Mar Saba Manastırı
Aziz Sabbas’ın Kutsal Lavrası olarak da bilinir.
- Tür: Kilise ve Manastır, Manastır
- Kültür: Bizans, Haçlı, Sırp
- Yüzyıl: 5. yy
- Bölge: Filistin
- Durum: Erişilebilir
Mar Saba Manastırı, 483 yılında Aziz Sabbas tarafından kurulmuş olup Hristiyan dünyasının en eski ve kesintisiz yaşamını sürdüren manastır topluluklarından biridir. İlk olarak Kidron Vadisi’nin doğu yamacında şekillenen yerleşim, kısa sürede batı yakasına taşınmış ve burada 486’da Theoktistos Kilisesi inşa edilerek 491’de kutsanmıştır. Bu yapı daha sonra Aziz Nikolaos’a ithaf edilmiştir. Cemaatin büyümesiyle birlikte 502’de Theotokos Kilisesi manastırın ana ibadet mekânı olarak yükselmiş, Aziz Sabbas’ın hazırladığı tipikon ise yalnızca bu manastırda değil, tüm Bizans coğrafyasında litürjik düzenin temel modeli hâline gelmiştir.

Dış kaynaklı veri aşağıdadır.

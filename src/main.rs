use std::io::Read;
use std::path::PathBuf;

use anyhow::Context;
use clap::{Parser, Subcommand};
use rand::rngs::StdRng;
use rand::SeedableRng;
use serde::Serialize;
use tracing_subscriber::EnvFilter;

use script_desk::{handle_analyze, AnalyzeRequest, Dataset, GenerateRequest, ScriptDesk};

#[derive(Parser)]
#[command(
    name = "script-desk",
    about = "Generate and review broadcast scripts about landmarks",
    version
)]
struct Cli {
    /// Landmark reference data (JSON)
    #[arg(
        long,
        global = true,
        env = "SCRIPT_DESK_DATA",
        default_value = "data/cities_landmarks.json"
    )]
    data: PathBuf,

    #[command(subcommand)]
    command: Command,
}

#[derive(Subcommand)]
enum Command {
    /// Analyze script text from files (reads stdin if none provided)
    Analyze {
        files: Vec<PathBuf>,
        /// Treat input as a JSON request body: {"script": "..."}
        #[arg(long)]
        request: bool,
    },
    /// Assemble a script for a landmark
    Generate {
        #[arg(long)]
        city: Option<String>,
        #[arg(long)]
        landmark: Option<String>,
        /// Target duration in seconds
        #[arg(long)]
        duration: Option<u32>,
        /// Seed for reproducible template and sample selection
        #[arg(long)]
        seed: Option<u64>,
    },
    /// List cities in the dataset
    Cities,
    /// List landmarks of one city
    Landmarks { city: String },
    /// Totals of cities, landmarks and stories
    Stats,
}

fn print_json<T: Serialize>(value: &T) -> anyhow::Result<()> {
    println!("{}", serde_json::to_string_pretty(value)?);
    Ok(())
}

fn analyze_input(text: String, as_request: bool) -> anyhow::Result<()> {
    let request = if as_request {
        serde_json::from_str::<AnalyzeRequest>(&text).context("invalid analyze request")?
    } else {
        AnalyzeRequest { script: Some(text) }
    };
    print_json(&handle_analyze(&request)?)
}

fn main() -> anyhow::Result<()> {
    tracing_subscriber::fmt()
        .with_env_filter(
            EnvFilter::try_from_default_env().unwrap_or_else(|_| EnvFilter::new("warn")),
        )
        .with_writer(std::io::stderr)
        .init();

    let cli = Cli::parse();

    match cli.command {
        Command::Analyze { files, request } => {
            if files.is_empty() {
                let mut input = String::new();
                std::io::stdin()
                    .read_to_string(&mut input)
                    .context("failed to read stdin")?;
                analyze_input(input, request)?;
            } else {
                for path in &files {
                    let text = std::fs::read_to_string(path)
                        .with_context(|| format!("error reading {}", path.display()))?;
                    analyze_input(text, request)?;
                }
            }
        }
        Command::Generate {
            city,
            landmark,
            duration,
            seed,
        } => {
            let request = GenerateRequest {
                city,
                landmark,
                duration,
            };
            request.validate()?;
            let dataset = Dataset::from_path(&cli.data)?;
            let desk = ScriptDesk::new(&dataset);
            let script = match seed {
                Some(seed) => desk.handle_generate(&request, &mut StdRng::seed_from_u64(seed))?,
                None => desk.handle_generate(&request, &mut rand::rng())?,
            };
            print_json(&script)?;
        }
        Command::Cities => {
            let dataset = Dataset::from_path(&cli.data)?;
            print_json(&dataset.cities())?;
        }
        Command::Landmarks { city } => {
            let dataset = Dataset::from_path(&cli.data)?;
            print_json(&dataset.landmarks(&city)?)?;
        }
        Command::Stats => {
            let dataset = Dataset::from_path(&cli.data)?;
            print_json(&dataset.stats())?;
        }
    }

    Ok(())
}
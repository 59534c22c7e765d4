//! pluginmaster — aggregate per-plugin manifests into the master catalog.
//!
//! Scans `dist/stable/`, enriches each manifest with build provenance, and
//! writes the sorted catalog to `dist/pluginmaster.json`.

mod commands;

use clap::Parser;
use color_eyre::eyre::Result;

use commands::Cli;

fn main() -> Result<()> {
    color_eyre::install()?;
    let cli = Cli::parse();
    commands::init_tracing(&cli);
    commands::run(cli)
}
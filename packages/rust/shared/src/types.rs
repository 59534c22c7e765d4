//! Core domain types for plugin manifests and the master catalog.

use serde::{Deserialize, Serialize};
use serde_json::{Map, Value};

/// Release channel whose plugins make up the catalog.
pub const STABLE_CHANNEL: &str = "stable";

/// Author name of the CI bot whose commits never show up in changelogs.
pub const AUTOMATION_AUTHOR: &str = "github-actions";

/// Well-known manifest field names.
pub mod fields {
    pub const INTERNAL_NAME: &str = "InternalName";
    pub const NAME: &str = "Name";
    pub const AUTHOR: &str = "Author";
    pub const ASSEMBLY_VERSION: &str = "AssemblyVersion";
    pub const REPO_URL: &str = "RepoUrl";
    pub const CHANGELOG: &str = "Changelog";
    pub const IS_HIDE: &str = "IsHide";
    pub const IS_TESTING_EXCLUSIVE: &str = "IsTestingExclusive";
    pub const LAST_UPDATED: &str = "LastUpdated";
    pub const DOWNLOAD_LINK_INSTALL: &str = "DownloadLinkInstall";
}

// ---------------------------------------------------------------------------
// PluginManifest
// ---------------------------------------------------------------------------

/// A plugin's manifest record.
///
/// Manifests carry arbitrary fields beyond the well-known ones, so the record
/// is an open map rather than a fixed struct. `serde_json::Map` keeps keys
/// sorted, which gives the catalog its alphabetical key order for free.
#[derive(Debug, Clone, Default, PartialEq, Serialize, Deserialize)]
#[serde(transparent)]
pub struct PluginManifest(pub Map<String, Value>);

impl PluginManifest {
    /// Look up a field.
    pub fn get(&self, field: &str) -> Option<&Value> {
        self.0.get(field)
    }

    /// Look up a field, treating absence as JSON `null`.
    pub fn get_or_null(&self, field: &str) -> Value {
        self.0.get(field).cloned().unwrap_or(Value::Null)
    }

    /// Set a field, replacing any previous value.
    pub fn set(&mut self, field: &str, value: impl Into<Value>) {
        self.0.insert(field.to_string(), value.into());
    }

    /// The `InternalName` identity key, if present and a string.
    pub fn internal_name(&self) -> Option<&str> {
        self.get(fields::INTERNAL_NAME).and_then(Value::as_str)
    }
}

impl From<Map<String, Value>> for PluginManifest {
    fn from(map: Map<String, Value>) -> Self {
        Self(map)
    }
}
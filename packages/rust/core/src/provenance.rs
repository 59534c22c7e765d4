//! Build-provenance files that sit next to a plugin's manifest.
//!
//! ```text
//! <plugin dir>/
//! ├── commits.json   optional, [{sha, commit: {message, author: {name, date}}}]
//! ├── event.json     optional, the CI trigger event payload
//! └── latest.zip     optional, its mtime is the last-resort timestamp
//! ```
//!
//! Missing files are never errors. Files that exist but cannot be read as
//! the expected structure are [`PluginMasterError::MalformedProvenance`].

use std::path::{Path, PathBuf};
use std::time::{SystemTime, UNIX_EPOCH};

use chrono::{DateTime, NaiveDate, NaiveDateTime, NaiveTime};
use serde::Deserialize;
use serde_json::Value;
use tracing::debug;

use pluginmaster_shared::{PluginMasterError, Result};

pub const COMMITS_FILE: &str = "commits.json";
pub const EVENT_FILE: &str = "event.json";
pub const ARCHIVE_FILE: &str = "latest.zip";

/// Derivation steps, used to label provenance errors.
pub mod step {
    pub const CHANGELOG: &str = "changelog";
    pub const REPO_URL: &str = "repo_url";
    pub const LAST_UPDATED: &str = "last_updated";
}

// ---------------------------------------------------------------------------
// Commit list
// ---------------------------------------------------------------------------

/// One entry of `commits.json` (GitHub commit API shape).
#[derive(Debug, Clone, Deserialize)]
pub struct CommitRecord {
    pub sha: String,
    pub commit: CommitDetail,
}

#[derive(Debug, Clone, Deserialize)]
pub struct CommitDetail {
    pub message: String,
    pub author: CommitAuthor,
}

#[derive(Debug, Clone, Deserialize)]
pub struct CommitAuthor {
    pub name: String,
    pub date: String,
}

/// Contents of `commits.json`.
#[derive(Debug, Clone)]
pub enum CommitList {
    /// Newest-first commit records.
    Commits(Vec<CommitRecord>),
    /// Valid JSON that is not an array.
    NotASequence,
}

// ---------------------------------------------------------------------------
// Trigger event
// ---------------------------------------------------------------------------

/// What triggered the build, classified by field presence.
#[derive(Debug, Clone, PartialEq, Eq)]
pub enum EventShape {
    /// `on: push`, carries `head_commit.timestamp`.
    Push { timestamp: String },
    /// `on: release`, carries `created_at`.
    Release { created_at: String },
    /// `on: workflow_dispatch` or anything else; the commit list dates it.
    Manual,
}

/// Contents of `event.json`.
#[derive(Debug, Clone, PartialEq, Eq)]
pub struct TriggerEvent {
    /// `repository.html_url`; `None` when absent or null.
    pub repository_url: Option<String>,
    pub shape: EventShape,
}

impl TriggerEvent {
    /// Classify a parsed event payload. `head_commit` wins over
    /// `created_at`; anything else is [`EventShape::Manual`].
    pub fn classify(plugin: &str, event: &Value) -> Result<Self> {
        let Some(obj) = event.as_object() else {
            return Ok(Self {
                repository_url: None,
                shape: EventShape::Manual,
            });
        };

        let repository_url = match obj.get("repository") {
            None => None,
            Some(repo) => match repo.get("html_url") {
                None => {
                    return Err(PluginMasterError::provenance(
                        plugin,
                        step::REPO_URL,
                        "event.json `repository` has no `html_url`",
                    ));
                }
                Some(Value::Null) => None,
                Some(Value::String(url)) => Some(url.clone()),
                Some(_) => {
                    return Err(PluginMasterError::provenance(
                        plugin,
                        step::REPO_URL,
                        "`repository.html_url` is not a string",
                    ));
                }
            },
        };

        let shape = if let Some(head_commit) = obj.get("head_commit") {
            let timestamp = head_commit.get("timestamp");
            EventShape::Push {
                timestamp: required_str(plugin, timestamp, "head_commit.timestamp")?,
            }
        } else if let Some(created_at) = obj.get("created_at") {
            EventShape::Release {
                created_at: required_str(plugin, Some(created_at), "created_at")?,
            }
        } else {
            EventShape::Manual
        };

        Ok(Self {
            repository_url,
            shape,
        })
    }
}

fn required_str(plugin: &str, value: Option<&Value>, field: &str) -> Result<String> {
    value.and_then(Value::as_str).map(str::to_string).ok_or_else(|| {
        PluginMasterError::provenance(
            plugin,
            step::LAST_UPDATED,
            format!("event.json `{field}` is missing or not a string"),
        )
    })
}

// ---------------------------------------------------------------------------
// Bundle
// ---------------------------------------------------------------------------

/// Every provenance source found in one plugin directory.
#[derive(Debug, Clone)]
pub struct ProvenanceBundle {
    /// Directory the files were read from.
    pub dir: PathBuf,
    pub commits: Option<CommitList>,
    pub event: Option<TriggerEvent>,
    /// Modification time of `latest.zip`.
    pub archive_mtime: Option<SystemTime>,
}

impl ProvenanceBundle {
    /// Read whatever provenance files exist in `dir`.
    pub fn load(plugin: &str, dir: &Path) -> Result<Self> {
        let commits = match read_json(plugin, &dir.join(COMMITS_FILE), step::CHANGELOG)? {
            None => None,
            Some(Value::Array(items)) => {
                let records = items
                    .into_iter()
                    .map(serde_json::from_value)
                    .collect::<std::result::Result<Vec<CommitRecord>, _>>()
                    .map_err(|e| {
                        PluginMasterError::provenance(
                            plugin,
                            step::CHANGELOG,
                            format!("invalid commit record in commits.json: {e}"),
                        )
                    })?;
                Some(CommitList::Commits(records))
            }
            Some(_) => Some(CommitList::NotASequence),
        };

        let event = read_json(plugin, &dir.join(EVENT_FILE), step::LAST_UPDATED)?
            .map(|value| TriggerEvent::classify(plugin, &value))
            .transpose()?;

        let archive_path = dir.join(ARCHIVE_FILE);
        let archive_mtime = if archive_path.exists() {
            let modified = std::fs::metadata(&archive_path).and_then(|meta| meta.modified());
            Some(modified.map_err(|e| PluginMasterError::io(&archive_path, e))?)
        } else {
            None
        };

        debug!(
            plugin,
            commits = commits.is_some(),
            event = event.is_some(),
            archive = archive_mtime.is_some(),
            "loaded provenance"
        );

        Ok(Self {
            dir: dir.to_path_buf(),
            commits,
            event,
            archive_mtime,
        })
    }
}

/// Parse `path` as JSON if it exists.
fn read_json(plugin: &str, path: &Path, step: &str) -> Result<Option<Value>> {
    if !path.exists() {
        return Ok(None);
    }
    let content = std::fs::read_to_string(path).map_err(|e| match e.kind() {
        std::io::ErrorKind::InvalidData => {
            PluginMasterError::provenance(plugin, step, format!("{}: {e}", path.display()))
        }
        _ => PluginMasterError::io(path, e),
    })?;
    let value = serde_json::from_str(&content).map_err(|e| {
        PluginMasterError::provenance(plugin, step, format!("{}: {e}", path.display()))
    })?;
    Ok(Some(value))
}

// ---------------------------------------------------------------------------
// Time helpers
// ---------------------------------------------------------------------------

/// Naive date-time layouts tried after RFC 3339, extended then basic.
const NAIVE_DATETIME_FORMATS: &[&str] = &[
    "%Y-%m-%dT%H:%M:%S%.f",
    "%Y-%m-%dT%H:%M",
    "%Y%m%dT%H%M%S%.f",
    "%Y%m%dT%H%M",
];

/// Date-only layouts, read as midnight.
const DATE_FORMATS: &[&str] = &["%Y-%m-%d", "%Y%m%d"];

/// Parse a provenance timestamp into Unix epoch seconds.
///
/// Accepts RFC 3339 and the wider ISO-8601 forms GitHub payloads and hand
/// edited files use: minute precision, a space instead of `T`, basic
/// (`20240101T000000Z`) layout, and bare dates. A trailing `Z` or numeric
/// offset is honoured; without one the time is read as UTC. The literal
/// `YYYY-MM-DDTHH:MM:SSZ` GitHub layout is a subset of these.
pub fn parse_timestamp(plugin: &str, raw: &str) -> Result<u64> {
    let parsed = parse_iso8601(raw).ok_or_else(|| {
        PluginMasterError::provenance(
            plugin,
            step::LAST_UPDATED,
            format!("unparsable timestamp '{raw}'"),
        )
    })?;

    u64::try_from(parsed).map_err(|_| {
        PluginMasterError::provenance(
            plugin,
            step::LAST_UPDATED,
            format!("timestamp '{raw}' predates the Unix epoch"),
        )
    })
}

fn parse_iso8601(raw: &str) -> Option<i64> {
    if let Ok(dt) = DateTime::parse_from_rfc3339(raw) {
        return Some(dt.timestamp());
    }

    let Some(sep) = raw.find(['T', 't', ' ']) else {
        return DATE_FORMATS
            .iter()
            .find_map(|fmt| NaiveDate::parse_from_str(raw, fmt).ok())
            .map(|date| date.and_time(NaiveTime::MIN).and_utc().timestamp());
    };

    let (date, time) = raw.split_at(sep);
    let (time, offset_secs) = split_offset(&time[1..])?;
    let naive = format!("{date}T{time}");

    NAIVE_DATETIME_FORMATS
        .iter()
        .find_map(|fmt| NaiveDateTime::parse_from_str(&naive, fmt).ok())
        .map(|dt| dt.and_utc().timestamp() - offset_secs)
}

/// Split a trailing `Z` or `±HH[:MM[:SS]]` off the time part.
fn split_offset(time: &str) -> Option<(&str, i64)> {
    if let Some(rest) = time.strip_suffix(['Z', 'z']) {
        return Some((rest, 0));
    }
    let Some(idx) = time.rfind(['+', '-']) else {
        return Some((time, 0));
    };

    let (clock, offset) = time.split_at(idx);
    let sign = if offset.starts_with('-') { -1 } else { 1 };
    let digits: String = offset[1..].chars().filter(|c| *c != ':').collect();
    if !digits.chars().all(|c| c.is_ascii_digit()) || !matches!(digits.len(), 2 | 4 | 6) {
        return None;
    }

    let field =
        |range: std::ops::Range<usize>| digits.get(range).map_or(Ok(0), str::parse::<i64>);
    let secs = field(0..2).ok()? * 3600 + field(2..4).ok()? * 60 + field(4..6).ok()?;
    Some((clock, sign * secs))
}

/// Whole seconds since the Unix epoch for a filesystem time.
pub fn epoch_seconds(plugin: &str, time: SystemTime) -> Result<u64> {
    time.duration_since(UNIX_EPOCH)
        .map(|d| d.as_secs())
        .map_err(|_| {
            PluginMasterError::provenance(
                plugin,
                step::LAST_UPDATED,
                "latest.zip mtime predates the Unix epoch",
            )
        })
}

Mimari açıdan bakıldığında, manastır kayalara yaslanmış yapılar bütünüyle dikkat çeker. Dar geçitlerle birbirine bağlanan kiliseler, avlular, inziva hücreleri ve sur işlevi gören duvarlarla güçlendirilmiştir. Kayaya oyulmuş mağaralar, hem bireysel ibadet mekânı hem de defin yeri olarak kullanılmıştır. Kadınların yalnızca giriş bölümünde yer alan özel kuleye girebilmesine izin verilmesi, manastırın asırlardır korunan katı inziva anlayışının önemli bir simgesidir.
Zamanla birçok tahribata uğrayan yapı, 797’deki Arap akınında yirmi keşişin katledilmesiyle ağır kayıplar vermiş; 11. yüzyılda Fatımî zulmü ve Türkmen saldırılarına maruz kalmıştır. Buna rağmen manastır, özellikle yazı ve tercüme faaliyetleriyle kültürel üretimini sürdürmüştür. Haçlıların Kudüs Krallığı döneminde önemini koruyan manastır, Memlûk ve Osmanlı idaresi altında gerilemiş; 15. yüzyılda keşiş sayısının neredeyse tükenmesi üzerine terk edilmiştir. 1504 yılında Sırp keşişlerin satın almasıyla yeniden canlanan yapı, bir süre Rusya’dan aldığı mali destekle ayakta kalmış, ancak 17. yüzyılda borçlar nedeniyle Kudüs Patrikhanesi’ne devredilmiştir.
Tarih boyunca yalnızca mimarî bir yapı değil, aynı zamanda ilahiyat ve litürji açısından bir merkez olan Mar Saba, Ioannes Damaskenos gibi önemli isimlere ev sahipliği yapmış, ikonaklazm tartışmalarında güçlü bir entelektüel odağa dönüşmüştür. Yüzyıllar boyunca burada üretilen ve korunan yazmalar, farklı merkezlere taşınarak bilim tarihine katkı sağlamıştır.
Günümüzde Mar Saba Manastırı, Aziz Sabbas’ın kutsal emanetlerinin iade edilmesiyle yeniden ruhani bir merkez kimliği kazanmış durumdadır. Kadınlara yönelik giriş sınırlaması hâlen uygulanmakta; ziyaretler belirli günlerde yapılabilmektedir.